Danersen, with respect I really don't understand your argument. Obviously, the global economic climate cannot be ignored, and the pool of potential buyers will probably have reduced - there are probably some who would want to buy this instrument but who cannot now raise the funds, and others who have the funds but who are now cautious about spending on non-essentials in the current climate.

You seem to be saying that the number of potential buyers will have dropped by a similar proportion to the S&P index, but I really don't see how that correlation can be made. However, even if that assumption were correct, it cannot then be assumed that it will have an equal effect on price. It only takes two able and willing buyers to make a market. What they will offer will depend on their perception of the worth of the instrument to them, and the value of other equivalent instruments.
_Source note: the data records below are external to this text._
//! 수집 통계 구조체.

use serde::{Deserialize, Serialize};
use std::time::Duration;

/// 수집 작업 통계
#[derive(Debug, Clone, Default, Serialize, Deserialize)]
pub struct CollectionStats {
    /// 처리 대상 단위 수 (배치 또는 심볼)
    pub total: usize,
    /// 성공 횟수
    pub success: usize,
    /// 에러 횟수
    pub errors: usize,
    /// 건너뛴 횟수 (이미 최신 데이터, 빈 응답 등)
    pub skipped: usize,
    /// 저장된 총 행 수
    pub rows_inserted: u64,
    /// 커서가 갱신된 심볼 수
    pub symbols_marked: u64,
    /// 소요 시간
    #[serde(skip)]
    pub elapsed: Duration,
}

impl CollectionStats {
    /// 새 통계 객체 생성
    pub fn new() -> Self {
        Self::default()
    }

    /// 성공률 계산 (%)
    pub fn success_rate(&self) -> f64 {
        if self.total == 0 {
            0.0
        } else {
            (self.success as f64 / self.total as f64) * 100.0
        }
    }

    /// 통계 요약 로그 출력
    pub fn log_summary(&self, operation: &str) {
        tracing::info!(
            operation = operation,
            total = self.total,
            success = self.success,
            errors = self.errors,
            skipped = self.skipped,
            rows_inserted = self.rows_inserted,
            symbols_marked = self.symbols_marked,
            success_rate = format!("{:.1}%", self.success_rate()),
            elapsed = format!("{:.1}s", self.elapsed.as_secs_f64()),
            "수집 완료"
        );
    }
}

#[cfg(test)]
mod tests {
    use super::*;

    #[test]
    fn test_success_rate() {
        let mut stats = CollectionStats::new();
        assert_eq!(stats.success_rate(), 0.0);

        stats.total = 4;
        stats.success = 3;
        assert!((stats.success_rate() - 75.0).abs() < f64::EPSILON);
    }
}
It also requires a willing seller, and given the long-term upward trend in concertina values then most sellers will prefer to hold on to the instrument rather than accept a price which may be depressed by a temporary downturn. Of course, there will be some sellers who in a position of having to sell, whether due to the global economic situation or other circumstances. However forced-sale prices are not considered reliable evidence of market values.
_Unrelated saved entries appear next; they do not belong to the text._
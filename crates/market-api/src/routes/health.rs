//! 헬스 체크 endpoint.
//!
//! 로드밸런서나 오케스트레이션 시스템에서 사용하는 liveness/readiness 엔드포인트입니다.

use axum::{extract::State, http::StatusCode, response::IntoResponse, routing::get, Json, Router};
use serde::{Deserialize, Serialize};
use std::sync::Arc;
use utoipa::ToSchema;

use crate::state::AppState;

/// 헬스 체크 응답 구조체.
#[derive(Debug, Serialize, Deserialize, ToSchema)]
pub struct HealthResponse {
    /// 전체 서비스 상태 ("healthy" | "unhealthy")
    pub status: String,

    /// API 버전
    pub version: String,

    /// 서버 업타임(초)
    pub uptime_secs: i64,

    /// 현재 시간 (ISO 8601)
    pub timestamp: String,

    /// 개별 컴포넌트 상태
    pub components: ComponentHealth,
}

/// 개별 컴포넌트 상태.
#[derive(Debug, Serialize, Deserialize, ToSchema)]
pub struct ComponentHealth {
    /// 데이터베이스 연결 상태
    pub database: ComponentStatus,
}

/// 컴포넌트 상태.
#[derive(Debug, Serialize, Deserialize, ToSchema)]
pub struct ComponentStatus {
    /// 상태 ("up" | "down")
    pub status: String,

    /// 추가 정보 (선택적)
    #[serde(skip_serializing_if = "Option::is_none")]
    pub message: Option<String>,
}

impl ComponentStatus {
    pub fn up() -> Self {
        Self {
            status: "up".to_string(),
            message: None,
        }
    }

    pub fn down(message: impl Into<String>) -> Self {
        Self {
            status: "down".to_string(),
            message: Some(message.into()),
        }
    }
}

/// 간단한 헬스 체크 (liveness 체크용).
#[utoipa::path(
    get,
    path = "/health",
    tag = "health",
    responses((status = 200, description = "서버 응답 가능", body = String))
)]
pub async fn health_check() -> impl IntoResponse {
    (StatusCode::OK, "OK")
}

/// 상세 헬스 체크 (readiness 체크용).
///
/// 데이터베이스에 연결할 수 없으면 503을 반환합니다.
#[utoipa::path(
    get,
    path = "/health/ready",
    tag = "health",
    responses(
        (status = 200, description = "모든 의존성 정상", body = HealthResponse),
        (status = 503, description = "의존성 장애", body = HealthResponse)
    )
)]
pub async fn health_ready(State(state): State<Arc<AppState>>) -> impl IntoResponse {
    let (status, status_code, database) = if state.is_store_healthy().await {
        ("healthy", StatusCode::OK, ComponentStatus::up())
    } else {
        (
            "unhealthy",
            StatusCode::SERVICE_UNAVAILABLE,
            ComponentStatus::down("연결 실패"),
        )
    };

    let response = HealthResponse {
        status: status.to_string(),
        version: state.version.clone(),
        uptime_secs: state.uptime_secs(),
        timestamp: chrono::Utc::now().to_rfc3339(),
        components: ComponentHealth { database },
    };

    (status_code, Json(response))
}

/// 헬스 체크 라우터 생성.
pub fn health_router() -> Router<Arc<AppState>> {
    Router::new()
        .route("/", get(health_check))
        .route("/ready", get(health_ready))
}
As I said in my earlier post, the price an instrument will sell for will be determined by supply and demand at the time of the sale. I don't deny that the economic crisis will have a bearing on this, but I think your calculations are fundamentally flawed.
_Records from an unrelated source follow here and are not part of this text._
impl LatentDataset {
    /// Files without a metadata row get an empty keyword set.
    pub fn open(dir: &Path, keywords_by_stem: &HashMap<String, Vec<usize>>) -> Result<Self> {
        let files = list_files(dir, "safetensors")?;
        if files.is_empty() {
            return Err(Error::EmptyDataset(dir.to_path_buf()));
        }
        let keywords = files
            .iter()
            .map(|f| keywords_by_stem.get(&file_stem(f)).cloned().unwrap_or_default())
            .collect();
        Ok(Self { files, keywords })
    }
}

impl Dataset for LatentDataset {
    type Item = (Tensor, Vec<usize>);
    type Batch = LatentBatch;

    fn len(&self) -> usize {
        self.files.len()
    }

    fn get(&self, index: usize, _rng: &mut ChaCha8Rng) -> Result<Self::Item> {
        let latent = load_tensor(&self.files[index], LATENT_TENSOR)?;
        Ok((latent, self.keywords[index].clone()))
    }

    fn collate(items: Vec<Self::Item>) -> Result<LatentBatch> {
        let (latents, keywords): (Vec<Tensor>, Vec<Vec<usize>>) = items.into_iter().unzip();
        Ok(LatentBatch {
            latents: Tensor::stack(&latents, 0)?,
            keywords,
        })
    }
}

/// Random aligned segments of raw audio and their spectrogram frames.
#[derive(Debug, Clone)]
pub struct VocoderDataset {
    pairs: Vec<(PathBuf, PathBuf)>,
    audio: AudioConfig,
    segment_frames: usize,
}

/// `mel [B, n_mels, frames]` with the matching `audio [B, 1, frames · hop]`.
#[derive(Debug, Clone)]
pub struct VocoderBatch {
    pub mel: Tensor,
    pub audio: Tensor,
}

impl VocoderDataset {
    /// Pair every `<stem>.wav` in `raw_dir` with `<stem>.safetensors` in
    /// `mel_dir`. Unpaired files are ignored.
    pub fn open(raw_dir: &Path, mel_dir: &Path, audio: &AudioConfig, segment_samples: usize) -> Result<Self> {
        if segment_samples < audio.hop_length {
            return Err(Error::Config(format!(
                "segment of {segment_samples} samples is shorter than one hop ({})",
                audio.hop_length
            )));
        }
        let mel_stems: HashSet<String> = list_files(mel_dir, "safetensors")?
            .iter()
            .map(|p| file_stem(p))
            .collect();
        let pairs: Vec<(PathBuf, PathBuf)> = list_files(raw_dir, "wav")?
            .into_iter()
            .filter(|raw| mel_stems.contains(&file_stem(raw)))
            .map(|raw| {
                let mel = mel_dir.join(format!("{}.safetensors", file_stem(&raw)));
                (raw, mel)
            })
            .collect();
        if pairs.is_empty() {
            return Err(Error::EmptyDataset(raw_dir.to_path_buf()));
        }
        tracing::info!(pairs = pairs.len(), "vocoder dataset paired");
        Ok(Self {
            pairs,
            audio: audio.clone(),
            segment_frames: segment_samples / audio.hop_length,
        })
    }

    pub fn segment_samples(&self) -> usize {
        self.segment_frames * self.audio.hop_length
    }
}

impl Dataset for VocoderDataset {
    type Item = (Tensor, Tensor);
    type Batch = VocoderBatch;

    fn len(&self) -> usize {
        self.pairs.len()
    }

    fn get(&self, index: usize, rng: &mut ChaCha8Rng) -> Result<Self::Item> {
        let (raw_path, mel_path) = &self.pairs[index];
        let (samples, sr) = read_wav_mono(raw_path)?;
        let mut audio = resample(&samples, sr, self.audio.sample_rate)?;
        fit_length(&mut audio, self.audio.target_samples());

        // [1, n_mels, F] → [n_mels, F]
        let mel = load_tensor(mel_path, MEL_TENSOR)?.squeeze(0)?;
        let (n_mels, frames) = mel.dims2()?;
        let span = self.segment_frames;
        let mel_start = if frames > span {
            rng.random_range(0..frames - span)
        } else {
            0
        };

        let take = span.min(frames - mel_start);
        let mut mel_seg = mel.narrow(1, mel_start, take)?;
        if take < span {
            mel_seg = mel_seg.pad_with_zeros(1, 0, span - take)?;
        }

        let seg_len = self.segment_samples();
        let audio_start = (mel_start * self.audio.hop_length).min(audio.len());
        let audio_end = (audio_start + seg_len).min(audio.len());
        let mut segment = audio[audio_start..audio_end].to_vec();
        fit_length(&mut segment, seg_len);

        debug_assert_eq!(mel_seg.dims(), &[n_mels, span]);
        let audio_seg = Tensor::from_vec(segment, (1, seg_len), &Device::Cpu)?;
        Ok((mel_seg, audio_seg))
    }

    fn collate(items: Vec<Self::Item>) -> Result<VocoderBatch> {
        let (mels, audio): (Vec<Tensor>, Vec<Tensor>) = items.into_iter().unzip();
        Ok(VocoderBatch {
            mel: Tensor::stack(&mels, 0)?,
            audio: Tensor::stack(&audio, 0)?,
        })
    }
}

// ---------------------------------------------------------------------------
// Loader
// ---------------------------------------------------------------------------

#[derive(Debug, Clone)]
pub struct LoaderConfig {
    pub batch_size: usize,
    pub shuffle: bool,
    pub drop_last: bool,
    /// 0 loads batches on the calling thread.
    pub num_workers: usize,
    /// Batches buffered per worker.
    pub prefetch: usize,
    pub seed: u64,
}

impl Default for LoaderConfig {
    fn default() -> Self {
        Self {
            batch_size: 32,
            shuffle: true,
            drop_last: false,
            num_workers: 4,
            prefetch: 2,
            seed: 0,
        }
    }
}

/// Batches a subset of a [`Dataset`], reshuffled every epoch.
pub struct BatchLoader<D: Dataset> {
    dataset: Arc<D>,
    indices: Vec<usize>,
    config: LoaderConfig,
}

impl<D: Dataset> BatchLoader<D> {
    pub fn new(dataset: Arc<D>, indices: Vec<usize>, config: LoaderConfig) -> Result<Self> {
        if config.batch_size == 0 {
            return Err(Error::Config("batch_size must be at least 1".into()));
        }
        Ok(Self {
            dataset,
            indices,
            config,
        })
    }

    pub fn num_examples(&self) -> usize {
        self.indices.len()
    }

    pub fn num_batches(&self) -> usize {
        let n = self.indices.len();
        let bs = self.config.batch_size;
        if self.config.drop_last { n / bs } else { n.div_ceil(bs) }
    }

    fn epoch_seed(&self, epoch: usize) -> u64 {
        self.config
            .seed
            .wrapping_mul(0x9E37_79B9_7F4A_7C15)
            .wrapping_add(epoch as u64)
    }

    /// Index groups for `epoch`, in the order they will be yielded.
    pub fn plan(&self, epoch: usize) -> Vec<Vec<usize>> {
        let mut order = self.indices.clone();
        if self.config.shuffle {
            order.shuffle(&mut ChaCha8Rng::seed_from_u64(self.epoch_seed(epoch)));
        }
        let mut batches: Vec<Vec<usize>> = order
            .chunks(self.config.batch_size)
            .map(<[usize]>::to_vec)
            .collect();
        if self.config.drop_last && batches.last().is_some_and(|b| b.len() < self.config.batch_size) {
            batches.pop();
        }
        batches
    }

    /// Iterate the batches of one epoch.
    pub fn epoch(&self, epoch: usize) -> Batches<D::Batch> {
        let plan = self.plan(epoch);
        let seed = self.epoch_seed(epoch);
        if self.config.num_workers == 0 || plan.len() <= 1 {
            let dataset = Arc::clone(&self.dataset);
            let inline = plan
                .into_iter()
                .enumerate()
                .map(move |(b, indices)| load_batch(dataset.as_ref(), &indices, seed, b));
            return Batches {
                source: Source::Inline(Box::new(inline)),
            };
        }

        let workers = self.config.num_workers.min(plan.len());
        let mut receivers = Vec::with_capacity(workers);
        let mut handles = Vec::with_capacity(workers);
        for w in 0..workers {
            let (tx, rx) = mpsc::channel::<Result<D::Batch>>(self.config.prefetch.max(1));
            let dataset = Arc::clone(&self.dataset);
            let assigned: Vec<(usize, Vec<usize>)> = plan
                .iter()
                .enumerate()
                .skip(w)
                .step_by(workers)
                .map(|(b, idx)| (b, idx.clone()))
                .collect();
            handles.push(std::thread::spawn(move || {
                for (b, indices) in assigned {
                    let batch = load_batch(dataset.as_ref(), &indices, seed, b);
                    // The consumer hung up: stop early.
                    if tx.blocking_send(batch).is_err() {
                        break;
                    }
                }
            }));
            receivers.push(rx);
        }
        Batches {
            source: Source::Workers {
                receivers,
                handles,
                next: 0,
                remaining: plan.len(),
            },
        }
    }
}

fn load_batch<D: Dataset>(dataset: &D, indices: &[usize], seed: u64, batch: usize) -> Result<D::Batch> {
    let items = indices
        .iter()
        .enumerate()
        .map(|(i, &index)| {
            let mut rng = ChaCha8Rng::seed_from_u64(seed ^ ((batch as u64) << 20 | i as u64));
            dataset.get(index, &mut rng)
        })
        .collect::<Result<Vec<_>>>()?;
    D::collate(items)
}

enum Source<B> {
    Inline(Box<dyn Iterator<Item = Result<B>>>),
    Workers {
        receivers: Vec<mpsc::Receiver<Result<B>>>,
        handles: Vec<JoinHandle<()>>,
        next: usize,
        remaining: usize,
    },
}

/// Iterator over one epoch's batches.
pub struct Batches<B> {
    source: Source<B>,
}

impl<B> Iterator for Batches<B> {
    type Item = Result<B>;

    fn next(&mut self) -> Option<Self::Item> {
        match &mut self.source {
            Source::Inline(iter) => iter.next(),
            Source::Workers {
                receivers,
                next,
                remaining,
                ..
            } => {
                if *remaining == 0 {
                    return None;
                }
                let worker = *next % receivers.len();
                *next += 1;
                *remaining -= 1;
                match receivers[worker].blocking_recv() {
                    Some(batch) => Some(batch),
                    None => {
                        *remaining = 0;
                        Some(Err(Error::Io(std::io::Error::other(
                            "batch loader worker exited early",
                        ))))
                    }
                }
            }
        }
    }
}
The skill of valuing anything lies in interpreting data about earlier sales and extrapolating from them. I cannot agree that a stock market index provides an appropriate basis for extrapolating concertina values. A prices index might give a better indication, although I would still be very cautious. As this is an international market, you would have to take account of economic conditions and prices in all the countries where a buyer is most likely to come from, as well as allowing for currency rates (as you have done).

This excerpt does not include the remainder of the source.